#### PROMPT:
Would you reproduce exactly the lines below from the one holding "filename datascout-core/src/connectors.rs" through the one holding "at configuration load.", inclusive, and no others?

• • •

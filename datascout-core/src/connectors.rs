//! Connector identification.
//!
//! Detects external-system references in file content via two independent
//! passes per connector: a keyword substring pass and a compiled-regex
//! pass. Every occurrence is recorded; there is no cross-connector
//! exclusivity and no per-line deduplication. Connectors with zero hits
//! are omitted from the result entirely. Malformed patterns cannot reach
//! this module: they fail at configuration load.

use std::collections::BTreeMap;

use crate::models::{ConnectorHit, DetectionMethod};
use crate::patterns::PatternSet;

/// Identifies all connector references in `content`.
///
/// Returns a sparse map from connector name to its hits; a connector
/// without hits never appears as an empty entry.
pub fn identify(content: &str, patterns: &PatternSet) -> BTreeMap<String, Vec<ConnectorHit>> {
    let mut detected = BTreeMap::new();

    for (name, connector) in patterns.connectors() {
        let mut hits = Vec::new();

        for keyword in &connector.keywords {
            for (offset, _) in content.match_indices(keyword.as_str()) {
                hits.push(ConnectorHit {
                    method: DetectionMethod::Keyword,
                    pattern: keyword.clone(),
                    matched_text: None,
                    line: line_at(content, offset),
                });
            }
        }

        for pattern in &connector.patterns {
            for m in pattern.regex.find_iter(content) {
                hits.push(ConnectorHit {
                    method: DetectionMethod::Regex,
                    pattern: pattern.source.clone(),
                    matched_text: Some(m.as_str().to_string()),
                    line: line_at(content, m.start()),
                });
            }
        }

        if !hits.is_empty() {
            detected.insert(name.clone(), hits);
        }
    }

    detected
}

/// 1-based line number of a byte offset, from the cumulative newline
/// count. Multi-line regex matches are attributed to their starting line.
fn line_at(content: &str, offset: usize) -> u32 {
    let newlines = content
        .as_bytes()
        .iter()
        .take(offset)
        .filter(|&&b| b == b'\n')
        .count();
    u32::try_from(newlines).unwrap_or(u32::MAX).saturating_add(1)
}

• • •

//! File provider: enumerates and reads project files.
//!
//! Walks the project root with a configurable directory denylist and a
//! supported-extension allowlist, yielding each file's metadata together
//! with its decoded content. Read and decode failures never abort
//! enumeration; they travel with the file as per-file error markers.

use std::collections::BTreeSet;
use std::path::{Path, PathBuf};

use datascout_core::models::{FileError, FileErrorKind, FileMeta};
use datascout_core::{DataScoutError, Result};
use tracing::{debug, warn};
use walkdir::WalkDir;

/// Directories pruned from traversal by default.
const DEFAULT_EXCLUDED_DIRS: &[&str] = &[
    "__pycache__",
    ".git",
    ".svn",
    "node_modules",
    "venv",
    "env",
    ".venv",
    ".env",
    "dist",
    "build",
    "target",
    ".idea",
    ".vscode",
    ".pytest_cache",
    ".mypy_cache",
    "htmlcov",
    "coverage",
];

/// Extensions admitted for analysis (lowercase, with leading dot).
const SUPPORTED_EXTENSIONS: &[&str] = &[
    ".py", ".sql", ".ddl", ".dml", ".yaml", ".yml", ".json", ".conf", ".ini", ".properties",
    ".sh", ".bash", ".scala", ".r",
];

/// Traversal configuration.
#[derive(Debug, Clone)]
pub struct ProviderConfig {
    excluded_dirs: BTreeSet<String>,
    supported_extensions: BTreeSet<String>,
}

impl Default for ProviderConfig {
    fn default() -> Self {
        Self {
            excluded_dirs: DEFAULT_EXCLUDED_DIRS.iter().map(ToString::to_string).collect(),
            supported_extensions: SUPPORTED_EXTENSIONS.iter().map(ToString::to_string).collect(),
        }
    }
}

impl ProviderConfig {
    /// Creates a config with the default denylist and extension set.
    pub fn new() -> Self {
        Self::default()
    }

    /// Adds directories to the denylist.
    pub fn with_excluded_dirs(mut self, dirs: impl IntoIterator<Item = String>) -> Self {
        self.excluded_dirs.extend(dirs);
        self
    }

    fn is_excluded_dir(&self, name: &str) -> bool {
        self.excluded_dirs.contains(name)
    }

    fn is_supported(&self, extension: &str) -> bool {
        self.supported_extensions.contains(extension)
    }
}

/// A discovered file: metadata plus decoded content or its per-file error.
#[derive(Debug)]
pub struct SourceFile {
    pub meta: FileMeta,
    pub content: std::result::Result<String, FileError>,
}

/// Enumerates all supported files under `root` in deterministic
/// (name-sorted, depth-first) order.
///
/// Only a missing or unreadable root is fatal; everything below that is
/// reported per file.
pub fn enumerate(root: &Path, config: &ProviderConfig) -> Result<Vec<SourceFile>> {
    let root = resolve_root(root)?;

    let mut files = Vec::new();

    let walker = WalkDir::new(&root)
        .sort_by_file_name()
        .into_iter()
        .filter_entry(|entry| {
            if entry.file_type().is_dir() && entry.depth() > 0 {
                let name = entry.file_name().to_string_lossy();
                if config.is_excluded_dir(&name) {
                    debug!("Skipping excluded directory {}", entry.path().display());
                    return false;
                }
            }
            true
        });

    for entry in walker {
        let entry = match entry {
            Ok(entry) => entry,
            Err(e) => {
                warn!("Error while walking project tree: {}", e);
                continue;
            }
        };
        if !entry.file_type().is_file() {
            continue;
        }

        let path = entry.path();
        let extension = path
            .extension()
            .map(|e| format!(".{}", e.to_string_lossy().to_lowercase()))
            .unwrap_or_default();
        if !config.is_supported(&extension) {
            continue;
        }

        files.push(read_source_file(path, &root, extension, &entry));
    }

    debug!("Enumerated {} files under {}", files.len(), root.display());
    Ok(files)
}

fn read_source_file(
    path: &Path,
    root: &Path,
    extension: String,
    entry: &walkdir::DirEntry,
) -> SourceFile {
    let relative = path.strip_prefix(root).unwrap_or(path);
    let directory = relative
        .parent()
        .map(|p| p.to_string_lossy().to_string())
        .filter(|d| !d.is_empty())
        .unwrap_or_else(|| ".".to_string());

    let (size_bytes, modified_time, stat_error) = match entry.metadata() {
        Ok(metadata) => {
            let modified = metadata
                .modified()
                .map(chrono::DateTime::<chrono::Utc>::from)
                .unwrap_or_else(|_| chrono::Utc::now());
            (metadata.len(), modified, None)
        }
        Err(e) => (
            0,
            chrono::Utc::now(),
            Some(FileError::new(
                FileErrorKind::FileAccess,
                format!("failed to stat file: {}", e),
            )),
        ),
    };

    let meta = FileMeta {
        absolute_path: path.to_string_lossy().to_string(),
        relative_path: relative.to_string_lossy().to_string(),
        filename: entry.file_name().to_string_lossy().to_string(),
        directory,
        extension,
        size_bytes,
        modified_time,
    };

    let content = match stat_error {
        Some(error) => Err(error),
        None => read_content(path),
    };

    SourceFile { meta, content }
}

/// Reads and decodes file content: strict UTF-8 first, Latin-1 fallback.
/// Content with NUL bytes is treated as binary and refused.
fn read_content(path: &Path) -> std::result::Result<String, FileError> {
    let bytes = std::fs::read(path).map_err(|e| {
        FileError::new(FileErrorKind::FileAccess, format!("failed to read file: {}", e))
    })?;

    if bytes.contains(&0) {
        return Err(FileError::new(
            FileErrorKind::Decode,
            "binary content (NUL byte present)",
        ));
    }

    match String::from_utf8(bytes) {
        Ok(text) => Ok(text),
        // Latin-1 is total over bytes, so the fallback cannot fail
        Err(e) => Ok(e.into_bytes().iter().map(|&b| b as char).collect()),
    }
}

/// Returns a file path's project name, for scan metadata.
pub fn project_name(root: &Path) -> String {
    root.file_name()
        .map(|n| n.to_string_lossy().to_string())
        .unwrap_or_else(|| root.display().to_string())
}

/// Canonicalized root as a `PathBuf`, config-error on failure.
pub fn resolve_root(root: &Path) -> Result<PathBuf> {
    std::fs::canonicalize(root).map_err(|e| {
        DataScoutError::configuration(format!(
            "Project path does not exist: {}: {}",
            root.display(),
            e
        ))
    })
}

• • •

#### FINISHED EXERCISE:
filename datascout-core/src/connectors.rs
//! Connector identification.
//!
//! Detects external-system references in file content via two independent
//! passes per connector: a keyword substring pass and a compiled-regex
//! pass. Every occurrence is recorded; there is no cross-connector
//! exclusivity and no per-line deduplication. Connectors with zero hits
//! are omitted from the result entirely. Malformed patterns cannot reach
//! this module: they fail at configuration load.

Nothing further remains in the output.